Existing Home Sales Spike; LEI Slightly Declines; No Progress on Budget Deal

According to NAR, total existing-home sales nationwide rose 5.9 percent to an annualized rate of 5.04 million units in November, compared with 4.76 million in October. The Leading Economic Index for the U.S. declined slightly compared to the previous two months. And no progress has been made on the budget deal in Congress.

The National Association of Realtors said on Thursday that total existing-home sales nationwide–including completed transactions for single-family houses, townhomes, condos and co-ops–rose 5.9 percent to an annualized rate of 5.04 million units in November, compared with 4.76 million in October. Moreover, the total is 14.5 percent higher than the 4.4 million-unit pace in November 2011, putting sales are at the highest level since November 2009, when the annual pace spiked to 5.44 million because of the aftereffects of the homebuyer tax credit.

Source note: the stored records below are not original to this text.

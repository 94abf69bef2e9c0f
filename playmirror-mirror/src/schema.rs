//! Verification of the mirror database's field layout.
//!
//! The schema is never created or altered here; a database that lacks a
//! required field fails verification and the run stops before any write.

use std::collections::BTreeMap;

use serde_json::Value;
use thiserror::Error;

use playmirror_core::{RemoteError, Status};

use crate::fields::{self, FieldKind};

#[derive(Debug, Error)]
pub enum SchemaError {
    #[error("could not retrieve the database schema: {0}")]
    Retrieve(#[from] RemoteError),

    #[error("database has no title field")]
    MissingTitle,

    #[error("database has several title fields: {}", .0.join(", "))]
    MultipleTitles(Vec<String>),

    #[error("database schema mismatch: {}", .problems.join("; "))]
    Fields { problems: Vec<String> },
}

/// Field name → type tag, as reported by the store.
#[derive(Debug, Clone, Default, PartialEq, Eq)]
pub struct MirrorSchema {
    pub fields: BTreeMap<String, String>,
    /// Select options of the status field, name → color.
    pub status_options: BTreeMap<String, String>,
}

impl MirrorSchema {
    /// Parse a database object's `properties`.
    pub fn from_database(body: &Value) -> Result<Self, RemoteError> {
        let props = body
            .get("properties")
            .and_then(Value::as_object)
            .ok_or_else(|| RemoteError::malformed("database", "missing `properties`"))?;

        let mut schema = MirrorSchema::default();
        for (name, prop) in props {
            let kind = prop
                .get("type")
                .and_then(Value::as_str)
                .unwrap_or_default()
                .to_string();
            if name == fields::STATUS && kind == FieldKind::Select.tag() {
                let options = prop
                    .get("select")
                    .and_then(|s| s.get("options"))
                    .and_then(Value::as_array)
                    .map(Vec::as_slice)
                    .unwrap_or_default();
                for opt in options {
                    if let Some(opt_name) = opt.get("name").and_then(Value::as_str) {
                        let color = opt.get("color").and_then(Value::as_str).unwrap_or("default");
                        schema
                            .status_options
                            .insert(opt_name.to_string(), color.to_string());
                    }
                }
            }
            schema.fields.insert(name.clone(), kind);
        }
        Ok(schema)
    }

    /// A schema holding exactly the required fields and a `Name` title.
    pub fn expected() -> Self {
        let mut schema = MirrorSchema::default();
        schema
            .fields
            .insert("Name".to_string(), FieldKind::Title.tag().to_string());
        for (name, kind) in fields::REQUIRED {
            schema.fields.insert(name.to_string(), kind.tag().to_string());
        }
        for status in Status::all() {
            schema.status_options.insert(
                status.display_name().to_string(),
                status.color().to_string(),
            );
        }
        schema
    }

    /// Check the layout and return the name of the title field.
    ///
    /// Missing status options only warn: the store adds select options on
    /// first write.
    pub fn verify(&self) -> Result<String, SchemaError> {
        let titles: Vec<String> = self
            .fields
            .iter()
            .filter(|(_, kind)| kind.as_str() == FieldKind::Title.tag())
            .map(|(name, _)| name.clone())
            .collect();
        let title = match titles.as_slice() {
            [] => return Err(SchemaError::MissingTitle),
            [one] => one.clone(),
            _ => return Err(SchemaError::MultipleTitles(titles)),
        };

        let mut problems = Vec::new();
        for (name, kind) in fields::REQUIRED {
            match self.fields.get(*name) {
                None => problems.push(format!("missing field `{name}` ({kind})")),
                Some(actual) if actual != kind.tag() => {
                    problems.push(format!("field `{name}` is {actual}, expected {kind}"))
                }
                Some(_) => {}
            }
        }
        if !problems.is_empty() {
            return Err(SchemaError::Fields { problems });
        }

        for status in Status::all() {
            match self.status_options.get(status.display_name()) {
                None => tracing::warn!(
                    "status option `{}` not defined yet; it will be created on first use",
                    status.display_name()
                ),
                Some(color) if color != status.color() => tracing::warn!(
                    "status option `{}` is {color}, expected {}",
                    status.display_name(),
                    status.color()
                ),
                Some(_) => {}
            }
        }
        Ok(title)
    }
}
//! `playmirror verify` — check the mirror database layout.

use std::path::Path;

use anyhow::{Context, Result};
use clap::Args;
use colored::Colorize;

use playmirror_mirror::MirrorStore;
use playmirror_sync::RetryPolicy;

use super::{load_settings, MirrorArgs};

#[derive(Args, Debug)]
pub struct VerifyArgs {
    #[command(flatten)]
    pub mirror: MirrorArgs,
}

impl VerifyArgs {
    pub fn run(self, config: Option<&Path>) -> Result<()> {
        let settings = load_settings(config)?;
        let store = self.mirror.store(&settings);
        let retry = RetryPolicy::from(&settings.retry);

        let schema = retry
            .run("read schema", || store.schema())
            .context("could not read the mirror database")?;
        let title = schema.verify().context("mirror database layout is wrong")?;

        println!(
            "{} mirror database {} has every required field (title field `{title}`)",
            "✓".green(),
            self.mirror.database_id.bold()
        );
        Ok(())
    }
}
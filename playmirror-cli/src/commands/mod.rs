//! Subcommands and the connection arguments they share.

pub mod diff;
pub mod progress;
pub mod sync;
pub mod verify;

use std::path::Path;

use anyhow::{Context, Result};
use clap::Args;

use playmirror_core::Settings;
use playmirror_mirror::{MirrorConfig, NotionStore};
use playmirror_source::{HttpSource, SourceConfig};

/// Credentials for the music listing API.
#[derive(Args, Debug)]
pub struct SourceArgs {
    /// Session cookie sent with every source request.
    #[arg(long, env = "SOURCE_COOKIE", hide_env_values = true)]
    pub cookie: String,
}

impl SourceArgs {
    pub fn client(&self, settings: &Settings) -> HttpSource {
        HttpSource::new(SourceConfig {
            cookie: self.cookie.clone(),
            settings: settings.source.clone(),
            offset: settings.sync.offset(),
        })
    }
}

/// Credentials for the mirror database.
#[derive(Args, Debug)]
pub struct MirrorArgs {
    /// Integration token of the mirror store.
    #[arg(long, env = "MIRROR_TOKEN", hide_env_values = true)]
    pub token: String,

    /// Identifier of the mirror database.
    #[arg(long, env = "MIRROR_DATABASE_ID")]
    pub database_id: String,
}

impl MirrorArgs {
    pub fn store(&self, settings: &Settings) -> NotionStore {
        NotionStore::new(MirrorConfig {
            token: self.token.clone(),
            database_id: self.database_id.clone(),
            settings: settings.mirror.clone(),
        })
    }
}

/// Settings from `--config`, or `~/.playmirror/config.yaml`.
pub fn load_settings(config: Option<&Path>) -> Result<Settings> {
    match config {
        Some(path) => Settings::load_from(path)
            .with_context(|| format!("failed to load settings from {}", path.display())),
        None => Settings::load().context("failed to load settings"),
    }
}
//! Mirror writer: applies a reconciliation to the store.
//!
//! ## Retire guard
//!
//! 1. Re-read the row. Gone, or now linked to another playlist → skip.
//! 2. Already retired → skip, keeping its last-sync timestamp.
//! 3. Pick the status from the retire policy.
//! 4. Write status + last-sync timestamp only.
//!
//! Every store call goes through the retry policy. A call that still fails
//! becomes an `Error` outcome for that track; the batch carries on.

use std::collections::{HashMap, HashSet};
use std::fmt;

use chrono::{DateTime, FixedOffset, Utc};

use playmirror_core::{
    MirrorRecord, PlaylistId, PlaylistInfo, RecordKey, RemoteError, RemoteTrack, RetirePolicy,
    RowId, Status, TrackId,
};
use playmirror_mirror::{BucketRow, MirrorSnapshot, MirrorStore, TrackRow};
use playmirror_source::SourceClient;

use crate::retry::RetryPolicy;

// ---------------------------------------------------------------------------
// Outcomes
// ---------------------------------------------------------------------------

/// What happened to one track.
#[derive(Debug, Clone, Copy, PartialEq, Eq)]
pub enum TrackAction {
    Add,
    Update,
    Retire,
    Skip,
    Error,
    /// Dry-run: the track *would* have been added.
    WouldAdd,
    WouldUpdate,
    WouldRetire,
}

impl TrackAction {
    pub fn label(self) -> &'static str {
        match self {
            TrackAction::Add => "add",
            TrackAction::Update => "update",
            TrackAction::Retire => "retire",
            TrackAction::Skip => "skip",
            TrackAction::Error => "error",
            TrackAction::WouldAdd => "would add",
            TrackAction::WouldUpdate => "would update",
            TrackAction::WouldRetire => "would retire",
        }
    }
}

impl fmt::Display for TrackAction {
    fn fmt(&self, f: &mut fmt::Formatter<'_>) -> fmt::Result {
        f.write_str(self.label())
    }
}

/// Report of one add, update or retire.
#[derive(Debug, Clone, PartialEq, Eq)]
pub struct TrackOutcome {
    pub action: TrackAction,
    pub track_id: TrackId,
    pub name: String,
    /// 1-based position within the batch.
    pub position: usize,
    pub total: usize,
    pub status: Status,
    /// Skip reason or error message.
    pub detail: Option<String>,
}

impl fmt::Display for TrackOutcome {
    fn fmt(&self, f: &mut fmt::Formatter<'_>) -> fmt::Result {
        write!(
            f,
            "[{}/{}] {}: {} - ID: {}, status: {}",
            self.position, self.total, self.action, self.name, self.track_id, self.status
        )?;
        if let Some(detail) = &self.detail {
            write!(f, " ({detail})")?;
        }
        Ok(())
    }
}

/// Which reconciliation set an upsert comes from.
#[derive(Debug, Clone, Copy, PartialEq, Eq)]
pub enum UpsertKind {
    Add,
    Update,
}

/// Result of making sure a playlist has its bucket row.
#[derive(Debug, Clone, Copy, PartialEq, Eq)]
pub enum BucketOutcome {
    Existing,
    Created,
    WouldCreate,
}

// ---------------------------------------------------------------------------
// Writer
// ---------------------------------------------------------------------------

#[derive(Debug, Clone, Copy)]
pub struct WriterOptions {
    pub retry: RetryPolicy,
    /// Offset of every timestamp written.
    pub offset: FixedOffset,
    pub retire_policy: RetirePolicy,
    pub dry_run: bool,
}

pub struct MirrorWriter<'s> {
    store: &'s dyn MirrorStore,
    /// Row id and stored status per key.
    index: HashMap<RecordKey, (RowId, Status)>,
    buckets: HashSet<PlaylistId>,
    options: WriterOptions,
}

impl<'s> MirrorWriter<'s> {
    /// Seed the row index from a snapshot. The first record of a duplicated
    /// key owns it.
    pub fn new(store: &'s dyn MirrorStore, snapshot: &MirrorSnapshot, options: WriterOptions) -> Self {
        let mut index = HashMap::new();
        for record in &snapshot.records {
            index
                .entry(record.key())
                .or_insert_with(|| (record.row_id.clone(), record.status));
        }
        Self {
            store,
            index,
            buckets: snapshot.buckets.clone(),
            options,
        }
    }

    fn now(&self) -> DateTime<FixedOffset> {
        Utc::now().with_timezone(&self.options.offset)
    }

    /// Create the playlist's bucket row unless the mirror already has one.
    pub fn ensure_playlist_bucket(&mut self, info: &PlaylistInfo) -> Result<BucketOutcome, RemoteError> {
        if self.buckets.contains(&info.id) {
            return Ok(BucketOutcome::Existing);
        }
        if self.options.dry_run {
            tracing::info!("[dry-run] would create playlist row for {} ({})", info.name, info.id);
            return Ok(BucketOutcome::WouldCreate);
        }
        let row = BucketRow::from_info(info, self.now());
        let row_id = self
            .options
            .retry
            .run("create playlist row", || self.store.create_bucket(&row))?;
        tracing::info!("created playlist row {row_id} for {} ({})", info.name, info.id);
        self.buckets.insert(info.id.clone());
        Ok(BucketOutcome::Created)
    }

    /// Write the full field set of `track`, updating its row in place when
    /// one is indexed and creating it otherwise.
    pub fn upsert(
        &mut self,
        track: &RemoteTrack,
        playlist: &PlaylistInfo,
        status: Status,
        position: usize,
        total: usize,
        kind: UpsertKind,
    ) -> TrackOutcome {
        let outcome = |action, status, detail| TrackOutcome {
            action,
            track_id: track.id.clone(),
            name: track.name.clone(),
            position,
            total,
            status,
            detail,
        };

        if self.options.dry_run {
            let action = match kind {
                UpsertKind::Add => TrackAction::WouldAdd,
                UpsertKind::Update => TrackAction::WouldUpdate,
            };
            return outcome(action, status, None);
        }

        let row = TrackRow::from_track(track, playlist, status, self.now());
        let key = row.key();
        let retry = self.options.retry;
        let store = self.store;
        // A failed write leaves the stored status; no row means Unknown.
        let result = match self.index.get_mut(&key) {
            Some((row_id, stored)) => {
                match retry.run("update row", || store.update_row(row_id, &row)) {
                    Ok(()) => {
                        *stored = status;
                        Ok(TrackAction::Update)
                    }
                    Err(e) => Err((e, *stored)),
                }
            }
            None => match retry.run("create row", || store.create_row(&row)) {
                Ok(row_id) => {
                    self.index.insert(key.clone(), (row_id, status));
                    Ok(TrackAction::Add)
                }
                Err(e) => Err((e, Status::Unknown)),
            },
        };

        match result {
            Ok(action) => {
                tracing::info!("{action} {key}: {status}");
                outcome(action, status, None)
            }
            Err((e, stored)) => {
                tracing::error!("writing {key} failed: {e}");
                outcome(TrackAction::Error, stored, Some(e.to_string()))
            }
        }
    }

    /// Mark a record whose track left `playlist`.
    pub fn retire(
        &mut self,
        record: &MirrorRecord,
        playlist: &PlaylistId,
        position: usize,
        total: usize,
        source: &dyn SourceClient,
    ) -> TrackOutcome {
        let outcome = |action, status, detail: Option<String>| TrackOutcome {
            action,
            track_id: record.track_id.clone(),
            name: record.name.clone(),
            position,
            total,
            status,
            detail,
        };
        let retry = self.options.retry;
        let store = self.store;

        let current = match retry.run("re-read row", || store.retrieve(&record.row_id)) {
            Ok(Some(current)) => current,
            Ok(None) => {
                tracing::warn!("row {} for {} no longer exists", record.row_id, record.key());
                return outcome(TrackAction::Skip, record.status, Some("row no longer exists".into()));
            }
            Err(e) => return outcome(TrackAction::Error, record.status, Some(e.to_string())),
        };
        if &current.playlist_id != playlist {
            tracing::warn!(
                "row {} now belongs to playlist {}, not {playlist}",
                record.row_id,
                current.playlist_id
            );
            return outcome(
                TrackAction::Skip,
                current.status,
                Some(format!("row now belongs to playlist {}", current.playlist_id)),
            );
        }
        if current.status.is_retired() {
            tracing::debug!("{} already {}", record.key(), current.status);
            return outcome(
                TrackAction::Skip,
                current.status,
                Some(format!("already {}", current.status)),
            );
        }

        let status = match self.options.retire_policy {
            RetirePolicy::Remove => Status::Removed,
            RetirePolicy::CatalogCheck => {
                match retry.run("catalog check", || source.track_available(&record.track_id)) {
                    Ok(true) => Status::Unlinked,
                    Ok(false) => Status::Unavailable,
                    Err(e) => return outcome(TrackAction::Error, current.status, Some(e.to_string())),
                }
            }
        };

        if self.options.dry_run {
            return outcome(TrackAction::WouldRetire, status, None);
        }

        let synced_at = self.now();
        match retry.run("retire row", || store.update_status(&record.row_id, status, synced_at)) {
            Ok(()) => {
                tracing::info!("retired {}: {status}", record.key());
                outcome(TrackAction::Retire, status, None)
            }
            Err(e) => {
                tracing::error!("retiring {} failed: {e}", record.key());
                outcome(TrackAction::Error, current.status, Some(e.to_string()))
            }
        }
    }
}

// ---------------------------------------------------------------------------
// Tests
// ---------------------------------------------------------------------------
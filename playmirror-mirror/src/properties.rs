//! Encoding rows into page properties and decoding pages back into records.
//!
//! Decoding never fails on a single field: a missing or oddly-typed property
//! takes the record default. Only the two identifying fields decide whether a
//! page is a track record, a playlist bucket, or skipped.

use chrono::{DateTime, FixedOffset};
use serde_json::{json, Map, Value};

use playmirror_core::{MirrorRecord, PlaylistId, RowId, Status, TrackId};

use crate::fields;
use crate::row::{BucketRow, TrackRow};

// ---------------------------------------------------------------------------
// Encoding
// ---------------------------------------------------------------------------

fn title(content: &str) -> Value {
    json!({ "title": [{ "text": { "content": content } }] })
}

fn rich_text(content: &str) -> Value {
    json!({ "rich_text": [{ "text": { "content": content } }] })
}

fn files(url: &str) -> Value {
    if url.is_empty() {
        return json!({ "files": [] });
    }
    json!({ "files": [{ "name": "cover", "type": "external", "external": { "url": url } }] })
}

fn date(at: Option<DateTime<FixedOffset>>) -> Value {
    match at {
        Some(at) => json!({ "date": { "start": at.to_rfc3339() } }),
        None => json!({ "date": Value::Null }),
    }
}

fn url(link: &str) -> Value {
    if link.is_empty() {
        return json!({ "url": Value::Null });
    }
    json!({ "url": link })
}

fn select(status: Status) -> Value {
    json!({ "select": { "name": status.display_name(), "color": status.color() } })
}

/// Status and last-sync properties; the whole write of a retire.
pub fn status_properties(status: Status, synced_at: DateTime<FixedOffset>) -> Map<String, Value> {
    let mut props = Map::new();
    props.insert(fields::STATUS.into(), select(status));
    props.insert(fields::LAST_SYNCED.into(), date(Some(synced_at)));
    props
}

/// The full property set of a track row.
pub fn track_properties(title_field: &str, row: &TrackRow) -> Map<String, Value> {
    let mut props = status_properties(row.status, row.synced_at);
    props.insert(title_field.into(), title(&row.name));
    props.insert(fields::SONG.into(), rich_text(&row.name));
    props.insert(fields::ARTIST.into(), rich_text(&row.artist));
    props.insert(fields::ALBUM.into(), rich_text(&row.album));
    props.insert(fields::PLAYLIST.into(), rich_text(&row.playlist_name));
    props.insert(fields::PLAYLIST_ID.into(), rich_text(&row.playlist_id.0));
    props.insert(fields::TRACK_ID.into(), rich_text(&row.track_id.0));
    props.insert(fields::COVER.into(), files(&row.artwork_url));
    props.insert(fields::RELEASED.into(), date(row.published_at));
    props.insert(fields::LINK.into(), url(&row.link));
    props
}

/// Properties of a playlist bucket row. It carries no track id.
pub fn bucket_properties(title_field: &str, row: &BucketRow) -> Map<String, Value> {
    let mut props = Map::new();
    props.insert(title_field.into(), title(&row.name));
    props.insert(fields::PLAYLIST.into(), rich_text(&row.name));
    props.insert(fields::PLAYLIST_ID.into(), rich_text(&row.playlist_id.0));
    props.insert(fields::CREATOR.into(), rich_text(&row.creator));
    props.insert(fields::TRACK_COUNT.into(), json!({ "number": row.track_count }));
    props.insert(fields::COVER.into(), files(&row.cover_url));
    props.insert(fields::LAST_SYNCED.into(), date(Some(row.synced_at)));
    props
}

// ---------------------------------------------------------------------------
// Decoding
// ---------------------------------------------------------------------------

/// What a stored page turned out to be.
#[derive(Debug, Clone, PartialEq, Eq)]
pub enum DecodedRow {
    Record(MirrorRecord),
    Bucket(PlaylistId),
    Skipped(String),
}

/// Classify one page object as returned by the store.
pub fn decode_page(page: &Value) -> DecodedRow {
    let Some(row_id) = page.get("id").and_then(Value::as_str) else {
        return DecodedRow::Skipped("page without id".to_string());
    };
    let Some(props) = page.get("properties").and_then(Value::as_object) else {
        return DecodedRow::Skipped(format!("page {row_id} has no properties"));
    };

    let track_id = plain_text(props.get(fields::TRACK_ID));
    let playlist_id = plain_text(props.get(fields::PLAYLIST_ID));

    match (track_id, playlist_id) {
        (Some(track), Some(playlist)) => {
            let mut rec = MirrorRecord::with_defaults(
                RowId::from(row_id),
                TrackId(track),
                PlaylistId(playlist),
            );
            if let Some(name) =
                plain_text(props.get(fields::SONG)).or_else(|| title_text(props))
            {
                rec.name = name;
            }
            if let Some(artist) = plain_text(props.get(fields::ARTIST)) {
                rec.artist = artist;
            }
            if let Some(album) = plain_text(props.get(fields::ALBUM)) {
                rec.album = album;
            }
            rec.playlist_name = plain_text(props.get(fields::PLAYLIST)).unwrap_or_default();
            rec.artwork_url = file_url(props.get(fields::COVER)).unwrap_or_default();
            rec.status = select_name(props.get(fields::STATUS))
                .map(|n| Status::from_display_name(&n))
                .unwrap_or_default();
            rec.last_synced = date_start(props.get(fields::LAST_SYNCED));
            DecodedRow::Record(rec)
        }
        (None, Some(playlist)) => DecodedRow::Bucket(PlaylistId(playlist)),
        (Some(track), None) => {
            DecodedRow::Skipped(format!("page {row_id} has track {track} but no playlist"))
        }
        (None, None) => DecodedRow::Skipped(format!("page {row_id} has no identifiers")),
    }
}

/// Concatenated text of a title or rich-text property, `None` when blank.
fn plain_text(prop: Option<&Value>) -> Option<String> {
    let prop = prop?;
    let parts = prop
        .get("rich_text")
        .or_else(|| prop.get("title"))?
        .as_array()?;
    let text: String = parts
        .iter()
        .filter_map(|p| {
            p.get("plain_text")
                .or_else(|| p.get("text").and_then(|t| t.get("content")))
                .and_then(Value::as_str)
        })
        .collect();
    let text = text.trim();
    (!text.is_empty()).then(|| text.to_string())
}

/// Text of whichever property is title-typed.
fn title_text(props: &Map<String, Value>) -> Option<String> {
    props
        .values()
        .find(|p| p.get("type").and_then(Value::as_str) == Some("title"))
        .and_then(|p| plain_text(Some(p)))
}

fn select_name(prop: Option<&Value>) -> Option<String> {
    prop?
        .get("select")?
        .get("name")?
        .as_str()
        .map(str::to_string)
}

fn date_start(prop: Option<&Value>) -> Option<DateTime<FixedOffset>> {
    let start = prop?.get("date")?.get("start")?.as_str()?;
    DateTime::parse_from_rfc3339(start).ok()
}

fn file_url(prop: Option<&Value>) -> Option<String> {
    let first = prop?.get("files")?.as_array()?.first()?;
    first
        .get("external")
        .or_else(|| first.get("file"))?
        .get("url")?
        .as_str()
        .map(str::to_string)
}

#[cfg(test)]
mod tests {
    use super::*;
    use chrono::TimeZone;

    fn at() -> DateTime<FixedOffset> {
        FixedOffset::east_opt(8 * 3600)
            .unwrap()
            .with_ymd_and_hms(2024, 5, 1, 20, 0, 0)
            .unwrap()
    }

    fn sample_row() -> TrackRow {
        TrackRow {
            track_id: TrackId::from("42"),
            playlist_id: PlaylistId::from("7"),
            playlist_name: "Liked".into(),
            name: "Sunny Day".into(),
            artist: "Jay".into(),
            album: "Ye Hui Mei".into(),
            artwork_url: "https://img/1.jpg".into(),
            published_at: None,
            link: "https://music.163.com/#/song?id=42".into(),
            status: Status::VipRestricted,
            synced_at: at(),
        }
    }

    #[test]
    fn track_properties_carry_every_field() {
        let props = track_properties("Name", &sample_row());
        assert_eq!(props["Name"]["title"][0]["text"]["content"], "Sunny Day");
        assert_eq!(props[fields::TRACK_ID]["rich_text"][0]["text"]["content"], "42");
        assert_eq!(props[fields::STATUS]["select"]["name"], "VIP");
        assert_eq!(props[fields::STATUS]["select"]["color"], "purple");
        assert_eq!(props[fields::COVER]["files"][0]["external"]["url"], "https://img/1.jpg");
        assert!(props[fields::RELEASED]["date"].is_null());
        assert_eq!(
            props[fields::LAST_SYNCED]["date"]["start"],
            "2024-05-01T20:00:00+08:00"
        );
    }

    #[test]
    fn encoded_page_decodes_back() {
        let props = track_properties("Name", &sample_row());
        let page = json!({ "id": "row-1", "properties": props });
        match decode_page(&page) {
            DecodedRow::Record(rec) => {
                assert_eq!(rec.row_id, RowId::from("row-1"));
                assert_eq!(rec.key(), sample_row().key());
                assert_eq!(rec.name, "Sunny Day");
                assert_eq!(rec.playlist_name, "Liked");
                assert_eq!(rec.artwork_url, "https://img/1.jpg");
                assert_eq!(rec.status, Status::VipRestricted);
                assert_eq!(rec.last_synced, Some(at()));
            }
            other => panic!("expected record, got {other:?}"),
        }
    }

    #[test]
    fn sparse_page_takes_defaults() {
        let page = json!({
            "id": "row-2",
            "properties": {
                "Track ID": { "type": "rich_text", "rich_text": [{ "plain_text": "9" }] },
                "Playlist ID": { "type": "rich_text", "rich_text": [{ "plain_text": "7" }] },
                "Status": { "type": "select", "select": { "name": "Mystery" } },
                "Last Synced": { "type": "date", "date": { "start": "not a date" } }
            }
        });
        let DecodedRow::Record(rec) = decode_page(&page) else {
            panic!("expected record");
        };
        assert_eq!(rec.name, MirrorRecord::UNKNOWN_NAME);
        assert_eq!(rec.artist, MirrorRecord::UNKNOWN_ARTIST);
        assert_eq!(rec.album, MirrorRecord::UNKNOWN_ALBUM);
        assert_eq!(rec.playlist_name, "");
        assert_eq!(rec.status, Status::Unknown);
        assert!(rec.last_synced.is_none());
    }

    #[test]
    fn name_falls_back_to_title_property() {
        let page = json!({
            "id": "row-3",
            "properties": {
                "Title": { "type": "title", "title": [{ "plain_text": "From title" }] },
                "Track ID": { "rich_text": [{ "plain_text": "1" }] },
                "Playlist ID": { "rich_text": [{ "plain_text": "2" }] }
            }
        });
        let DecodedRow::Record(rec) = decode_page(&page) else {
            panic!("expected record");
        };
        assert_eq!(rec.name, "From title");
    }

    #[test]
    fn bucket_and_skipped_rows() {
        let bucket = BucketRow {
            playlist_id: PlaylistId::from("7"),
            name: "Liked".into(),
            creator: "me".into(),
            track_count: 3,
            cover_url: String::new(),
            synced_at: at(),
        };
        let page = json!({ "id": "b", "properties": bucket_properties("Name", &bucket) });
        assert_eq!(decode_page(&page), DecodedRow::Bucket(PlaylistId::from("7")));

        let orphan = json!({
            "id": "o",
            "properties": { "Track ID": { "rich_text": [{ "plain_text": "1" }] } }
        });
        assert!(matches!(decode_page(&orphan), DecodedRow::Skipped(_)));
        assert!(matches!(decode_page(&json!({ "properties": {} })), DecodedRow::Skipped(_)));
        assert!(matches!(decode_page(&json!({ "id": "e", "properties": {} })), DecodedRow::Skipped(_)));
    }
}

Not only that, total U.S. housing inventory at the end of November fell 3.8 percent to 2.03 million existing units available for sale, which represents a 4.8-month supply at the current sales pace. That compares with 5.3 months in October, and is the lowest housing supply since September 2005, when it was 4.6 months.

At last, it seems, the ever-optimistic chief economist at NAR, Lawrence Yun, has good reason to be optimistic, since rising sales and especially falling inventory bode well for the health of the market in 2013. “Momentum continues to build in the housing market from growing jobs and a bursting out of household formation,” Yun said in a statement. “With lower rental vacancy rates and rising rents, combined with still historically favorable affordability conditions, more people are buying homes.”

Leading Economic Indications Decline Slightly

The Conference Board reported on Thursday that its Leading Economic Index for the U.S. declined 0.2 percent in November to 95.8 (2004 = 100), following a 0.3 percent increase in October and a 0.4 percent increase in September. Over the last six months, however, the index has grown exactly zero.

According to Conference Board economist Ataman Ozyildirim, the recent movements of the index point to increasing risks of slowing economic activity in the near term, even though the organization’s coincident economic index, which measures current conditions, continued to increase in November.

“Gains in the residential construction and financial components of the [Leading Economic Index] have been roughly balanced with weak consumer expectations, manufacturing new orders and labor market indicators over the last six months,” he said in a statement.

Separately, the U.S. Department of Labor reported on Thursday that for the week ending Dec. 15, initial unemployment claims were 361,000, an increase of 17,000 from the previous week’s revised figure of 344,000. The four-week moving average was 367,750, a decrease of 13,750 from the previous week’s unrevised average of 381,500, which means that the four-week average is finally seeing the last of the temporary impact that Sandy had on employment.

No Progress on Budget Deal

Plan B or not Plan B? That was the question on Thursday evening as the negotiations on the fiscal cliff seemed to drag to a pre-holiday close without a conclusion. Plan B, the odd nickname for the House Republican idea of allowing taxes to rise only on the $1 million-a-year-in-income crowd, was reportedly going up for a vote; and then it wasn’t.

All the same, Wall Street was a bit optimistic on Thursday. The Dow Jones Industrial Average gained 59.75 points, or 0.45 percent, while the S&P 500 rose 0.55 percent and the Nasdaq was up 0.2 percent.